ANALYSIS-high five: global stocks continue to ride coaster
(Reuters) – 1/FIRST half of the YEAR
In the first half of 2020 global stock markets showed sharp fluctuations. A decrease of 35% from 20 February to 23 March, they are now in the 10% of record February highs due to unprecedented monetary stimulus, cut interest rates to 0% or lower in most major economies, and significant quantitative easing. The cost of borrowing for first-class American borrowers actually fell below the January level.
So what will happen during the remainder of the year? A lot depends on whether another wave of coronavirus, which could become another test of strength for the authorities. And if it has found an effective treatment or vaccine, the most powerful global downturn in decades may also be the shortest.
However, the crisis has exposed these weaknesses, as high debt levels of companies and their excessive dependence on repurchase of shares.
The level of anxiety in Asian markets may rise in the coming days due to geopolitical tensions.
Hong Kong will be the center of attention of the Chinese Parliament, which will convene on June 28-30 to finalize security act, aimed at combating separatism, subversive activities, terrorism and conspiring with foreign forces.
After a year of fierce protests in Hong Kong focus on how severe consequences can be expected to result from the adoption of this law.
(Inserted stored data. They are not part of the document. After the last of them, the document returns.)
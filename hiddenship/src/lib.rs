//! Core of a single-player hidden ship game.
//!
//! A ship is hidden on one cell of a 5x5 grid and the player has a limited number of
//! guesses to find it. [`coordinate`] parses and validates guesses, [`board`] records
//! them, [`game`] runs a single round and [`session`] strings rounds together, delegating
//! all terminal interaction to a [`session::Console`].

pub mod board;
pub mod config;
pub mod coordinate;
pub mod game;
pub mod session;

pub use crate::{
    board::{Board, Cell},
    config::{Config, ConfigError},
    coordinate::{Axis, Coordinate, OutOfRange, ParseCoordinateError},
    game::{Finished, Outcome, Round, Turn},
    session::{Console, Session},
};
What actions will be classified as a crime in its framework and what will be the punishment. Investors also want to know whether the law will operate retrospectively and will create new opportunities for confiscation of assets.
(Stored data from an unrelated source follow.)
// std
use std::sync::atomic::{AtomicUsize, Ordering};
// self
use bearer_session::{
	_preludet::*,
	auth::CredentialPair,
	config::ClientConfig,
	error::{RefreshError, TransportError},
	session::SessionClient,
	store::{CredentialStore, MemoryStore},
	transport::{ApiRequest, ApiResponse, HttpTransport, TransportFuture},
};

#[derive(Debug)]
struct ConnectionReset;
impl Display for ConnectionReset {
	fn fmt(&self, f: &mut Formatter) -> FmtResult {
		write!(f, "Connection reset by peer.")
	}
}
impl StdError for ConnectionReset {}

/// Rejects every API call with `401` and drops the connection on the refresh endpoint.
#[derive(Default)]
struct FlakyTransport {
	api_calls: AtomicUsize,
	refresh_calls: AtomicUsize,
}
impl HttpTransport for FlakyTransport {
	fn execute(&self, request: ApiRequest) -> TransportFuture<'_> {
		Box::pin(async move {
			if request.url.path().ends_with("/token/refresh/") {
				self.refresh_calls.fetch_add(1, Ordering::SeqCst);
				tokio::task::yield_now().await;

				return Err(TransportError::network(&request.url, ConnectionReset));
			}
			if request.url.path().ends_with("/offline/") {
				return Err(TransportError::network(&request.url, ConnectionReset));
			}

			self.api_calls.fetch_add(1, Ordering::SeqCst);

			Ok(ApiResponse::new(StatusCode::UNAUTHORIZED, ""))
		})
	}
}

fn build_client(
	transport: Arc<FlakyTransport>,
) -> (SessionClient<FlakyTransport>, Arc<MemoryStore>) {
	let config = ClientConfig::builder(
		Url::parse("https://dashboard.example.com/").expect("Fixture base URL should parse."),
	)
	.build()
	.expect("Default configuration should validate.");
	let backend = Arc::new(MemoryStore::with_pair(CredentialPair::new("a1", "r1")));
	let store: Arc<dyn CredentialStore> = backend.clone();
	let client = <SessionClient<FlakyTransport>>::with_transport(config, store, transport)
		.expect("Client should build from a valid configuration.");

	(client, backend)
}

#[tokio::test]
async fn refresh_transport_failure_fans_out_and_clears_store() {
	let transport = Arc::new(FlakyTransport::default());
	let (client, store) = build_client(transport.clone());
	let (a, b) = tokio::join!(client.get("api/etl/runs/"), client.get("api/etl/jobs/"));

	for result in [a, b] {
		match result {
			Err(Error::RefreshFailed(RefreshError::Transport { message })) => {
				assert!(message.contains("Connection reset by peer."));
				assert!(message.contains("dashboard.example.com"));
			},
			other => panic!("Unexpected result: {other:?}."),
		}
	}

	assert_eq!(transport.api_calls.load(Ordering::SeqCst), 2);
	assert_eq!(transport.refresh_calls.load(Ordering::SeqCst), 1);
	assert!(store.snapshot().is_empty());
	assert_eq!(client.coordinator().metrics().failures(), 1);
	assert_eq!(client.coordinator().metrics().joined(), 1);
}

#[tokio::test]
async fn transport_failure_on_original_call_skips_refresh() {
	let transport = Arc::new(FlakyTransport::default());
	let (client, store) = build_client(transport.clone());
	let err = client.get("api/offline/").await.expect_err("Dropped connection should surface.");

	assert!(matches!(err, Error::Transport(TransportError::Network { .. })));
	assert_eq!(transport.refresh_calls.load(Ordering::SeqCst), 0);
	assert_eq!(store.snapshot(), CredentialPair::new("a1", "r1"));
}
China and most of Asia will also publish a study on manufacturing activity. But given the regular military threats from North Korea and increasing military presence on both sides of the disputed part of the border between China and India, geopolitics is likely to outweigh other factors.
3/A NICE SURPRISE
After a horrendous April and may figures, the latest us economic data were mostly positive, which helped equity markets to remain within 10% of decolonising level.
Following the recovery of employment and retail sales the value of the index of economic surprises in the U.S. (U.S. Economic Surprise Index), which tracks economic data in comparison with economists ‘ expectations, which counts Citigroup (NYSE:C), is at a record high level.
Now the focus is on whether there is a continuing rate of recovery. Data on consumer confidence, which will be released on Tuesday, index of business activity promsektore on Wednesday and employment data in the US on Thursday as weekly and monthly – enter the number of expected reports.
The number of jobs outside the agricultural sector in may increased by 2.5 million compared to the record fall in April more than 20 million. A new improvement could push the markets up – assuming that would not introduce new restrictions in connection with the coronavirus.
Economy recover from the shock caused by COVID-19, but follow any of them inflation? Preliminary data on inflation for June in the Euro area can give clues.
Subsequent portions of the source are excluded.